Exercise: Word for word, restate the records that come after this.

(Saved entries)
[Start of Attachment]
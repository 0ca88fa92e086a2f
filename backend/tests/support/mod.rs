//! Shared helper utilities for backend integration tests.
//!
//! Integration tests compile as separate crates under `backend/tests/`, so
//! the fake ads platform lives here instead of being copied per file.

pub mod fake_tiktok;
//! Driven port holding the single persisted credential record.
//!
//! The store is raw: one string value under one key. Parsing,
//! expiry and deletion policy live in [`crate::domain::CredentialStore`].

use super::define_port_error;

define_port_error! {
    /// Errors raised by credential storage adapters.
    pub enum CredentialStorageError {
        /// The backing medium could not be read or written.
        Io { message: String } => "credential storage i/o failed: {message}",
        /// The adapter's internal state is unusable.
        Unavailable { message: String } => "credential storage unavailable: {message}",
    }
}

/// Port for reading and writing the persisted credential value.
#[cfg_attr(test, mockall::automock)]
pub trait CredentialStorage: Send + Sync {
    /// Return the stored value, or `None` when nothing is stored.
    fn read(&self) -> Result<Option<String>, CredentialStorageError>;

    /// Replace the stored value.
    fn write(&self, value: &str) -> Result<(), CredentialStorageError>;

    /// Delete the stored value. Deleting an absent value succeeds.
    fn remove(&self) -> Result<(), CredentialStorageError>;
}
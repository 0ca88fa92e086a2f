//! Driven port deciding whether an email address may start onboarding.

use async_trait::async_trait;

use super::define_port_error;
use crate::domain::{AccessDecision, EmailAddress};

define_port_error! {
    /// Errors raised while evaluating the gate.
    pub enum AccessGateError {
        /// The gate's backing source could not be consulted.
        Unavailable { message: String } =>
            "access gate unavailable: {message}",
    }
}

/// Pass/fail check on an email address.
#[cfg_attr(test, mockall::automock)]
#[async_trait]
pub trait AccessGate: Send + Sync {
    /// Decide whether `email` is granted access.
    async fn verify(&self, email: &EmailAddress) -> Result<AccessDecision, AccessGateError>;
}

/// Fixture granting every address.
#[derive(Debug, Clone, Copy, Default)]
pub struct FixtureAccessGate;

#[async_trait]
impl AccessGate for FixtureAccessGate {
    async fn verify(&self, _email: &EmailAddress) -> Result<AccessDecision, AccessGateError> {
        Ok(AccessDecision::Granted)
    }
}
[End of Attachment]
Response below:
repository 0ca88fa92e086a2f
filename backend/tests/support/mod.rs
//! Shared helper utilities for backend integration tests.
//!
//! Integration tests compile as separate crates under `backend/tests/`, so
//! the fake ads platform lives here instead of being copied per file.

pub mod fake_tiktok;
//! Driven port holding the single persisted credential record.
//!
//! The store is raw: one string value under one key. Parsing,
//! expiry and deletion policy live in [`crate::domain::CredentialStore`].

use super::define_port_error;

define_port_error! {
    /// Errors raised by credential storage adapters.
    pub enum CredentialStorageError {
        /// The backing medium could not be read or written.
        Io { message: String } => "credential storage i/o failed: {message}",
        /// The adapter's internal state is unusable.
        Unavailable { message: String } => "credential storage unavailable: {message}",
    }
}

/// Port for reading and writing the persisted credential value.
#[cfg_attr(test, mockall::automock)]
pub trait CredentialStorage: Send + Sync {
    /// Return the stored value, or `None` when nothing is stored.
    fn read(&self) -> Result<Option<String>, CredentialStorageError>;

    /// Replace the stored value.
    fn write(&self, value: &str) -> Result<(), CredentialStorageError>;

    /// Delete the stored value. Deleting an absent value succeeds.
    fn remove(&self) -> Result<(), CredentialStorageError>;
}
repository 0ca88fa92e086a2f
//! Driven port deciding whether an email address may start onboarding.

use async_trait::async_trait;

use super::define_port_error;
use crate::domain::{AccessDecision, EmailAddress};

define_port_error! {
    /// Errors raised while evaluating the gate.
    pub enum AccessGateError {
        /// The gate's backing source could not be consulted.
        Unavailable { message: String } =>
            "access gate unavailable: {message}",
    }
}

/// Pass/fail check on an email address.
#[cfg_attr(test, mockall::automock)]
#[async_trait]
pub trait AccessGate: Send + Sync {
    /// Decide whether `email` is granted access.
    async fn verify(&self, email: &EmailAddress) -> Result<AccessDecision, AccessGateError>;
}

/// Fixture granting every address.
#[derive(Debug, Clone, Copy, Default)]
pub struct FixtureAccessGate;

#[async_trait]
impl AccessGate for FixtureAccessGate {
    async fn verify(&self, _email: &EmailAddress) -> Result<AccessDecision, AccessGateError> {
        Ok(AccessDecision::Granted)
    }
}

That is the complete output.